Bringing SOLID to Elixir
The SOLID principles, originally designed for object-oriented programming, can also be adapted effectively to functional programming languages like Elixir. Read how to apply it to create more maintainable, scalable, and adaptable software systems.
What is SOLID?
The SOLID principles are a collection of software architecture design guidelines in object-oriented programming (OOP) that assist software architects and development team in building software systems in the agile development manner that are more maintainable, scalable, and adaptable. The acronym SOLID stands for five key principles:
S - Single Responsibility Principle (SRP):
A class should have only one reason to change, meaning it should only have one responsibility or functionality. This helps in making classes easier to maintain and understand.
O - Open/Closed Principle (OCP):
Architectural elements like software entities should be designed to allow for extension while being closed to modification. This means you can introduce new features without altering the existing code, thereby preserving the integrity of the current functionality.
L - Liskov Substitution Principle (LSP):
Subtypes must be substitutable for their base types without affecting the correctness of the program. In other words, derived classes should extend the base class without changing its behavior.
I - Interface Segregation Principle (ISP):
Clients should not be forced to depend on interfaces they do not use. This encourages the creation of small, specific interfaces, rather than large, general-purpose ones.
D - Dependency Inversion Principle (DIP):
High-level modules should not rely on low-level modules; instead, both should depend on abstractions (such as interfaces). Furthermore, abstractions should not depend on specific implementations, but rather on other abstractions.
These patterns are aimed at reducing tight coupling, improving app architecture, code reuse, and enhancing flexibility in software design… but as you see - they are suited for object-oriented programming, not functional programming in Elixir. So how can we adapt these guidelines for our work?

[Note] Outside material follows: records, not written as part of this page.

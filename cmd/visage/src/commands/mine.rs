//! Mine command.

use anyhow::{Result, bail};
use clap::Args;
use serde::Serialize;
use visage_triplet::{BatchSampler, LossOutcome, TripletLoss, TripletMiner};

use super::{load_labeled, output_result};
use crate::Cli;
use crate::config::load_config;

/// Run semi-hard triplet mining and the triplet loss over labeled
/// embeddings.
///
/// By default the whole file is one batch. With `--sample` the file is
/// treated as a dataset and one epoch of stratified batches is drawn from
/// it using the `training` section of the config.
#[derive(Args)]
pub struct MineCommand {
    /// Labeled input file (YAML or JSON)
    #[arg(short = 'f', long = "file")]
    file: String,

    /// Draw stratified batches instead of using the file as one batch
    #[arg(long)]
    sample: bool,

    /// Include the mined triplets in the output
    #[arg(long)]
    triplets: bool,
}

#[derive(Serialize)]
struct BatchReport {
    batch: usize,
    size: usize,
    triplets: usize,
    semi_hard: usize,
    fallback: usize,
    /// `None` when no triplet could be formed.
    loss: Option<f32>,
    active: usize,
    #[serde(skip_serializing_if = "Option::is_none")]
    mined: Option<Vec<[usize; 3]>>,
}

impl MineCommand {
    pub fn run(&self, cli: &Cli) -> Result<()> {
        let cfg = load_config(cli)?;
        let (labels, embeddings) = load_labeled(&self.file)?;
        if labels.is_empty() {
            bail!("{} contains no embeddings", self.file);
        }

        let margin = cfg.training.margin;
        let miner = TripletMiner::new(margin, cfg.metric)?;
        let loss = TripletLoss::new(margin, cfg.metric)?;

        let batches: Vec<Vec<usize>> = if self.sample {
            let mut sampler = BatchSampler::new(&labels, cfg.training.sampler())?;
            sampler.epoch().map(|b| b.indices).collect()
        } else {
            vec![(0..labels.len()).collect()]
        };

        let mut reports = Vec::with_capacity(batches.len());
        for (batch, indices) in batches.iter().enumerate() {
            let embs: Vec<&[f32]> = indices.iter().map(|&i| embeddings[i].as_slice()).collect();
            let labs: Vec<&str> = indices.iter().map(|&i| labels[i].as_str()).collect();

            let mined = miner.mine(&embs, &labs)?;
            let (value, active) = match loss.forward(&mined.distances, &mined.triplets)? {
                LossOutcome::Computed(r) => (Some(r.loss), r.active),
                LossOutcome::NoTriplets => (None, 0),
            };
            reports.push(BatchReport {
                batch,
                size: indices.len(),
                triplets: mined.triplets.len(),
                semi_hard: mined.semi_hard,
                fallback: mined.fallback,
                loss: value,
                active,
                mined: self.triplets.then(|| {
                    mined
                        .triplets
                        .iter()
                        .map(|t| [indices[t.anchor], indices[t.positive], indices[t.negative]])
                        .collect()
                }),
            });
        }

        output_result(&reports, cli.output.as_deref(), cli.json)
    }
}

Single Responsibility Principle
It states that a class or module should have only one reason to change, meaning that a class should have only one responsibility or perform one function within a program. By adhering to this principle, you ensure that a module focuses on a single task or concern, making it easier to maintain, test, and modify.
The idea is to keep modules small and focused, reducing complexity and improving code clarity, and the best way to check if our code follows this pattern is to slice our module into smaller pieces and ask yourself a question - can any of these change independently?
Let’s take a look at the example:
defmodule User do
defstruct [:name, :email]
end
defmodule UserBusinessLogic do
def save_to_database(%User{name: name}) do
# Code to save user information to the database
end
def send_welcome_email(%User{email: email}) do
# Code to send a welcome email
end
def delete_user_account(%User{} = user) do
# Code to delete user
end
end
In this example, we have a module with business logic functions for a User struct. At first glance, it might seem reasonable to group features like this. However, we need to consider the potential growth of these functions.
If we decide to use an integration with some third-party service for emails, integrate analytics tools, or implement more complex user deletion processes—such as GDPR-compliant anonymization and soft deletion instead of just Repo.delete/1—the module could become large and harder to manage. Finding and modifying specific parts of the logic would become increasingly difficult as responsibilities continue to accumulate.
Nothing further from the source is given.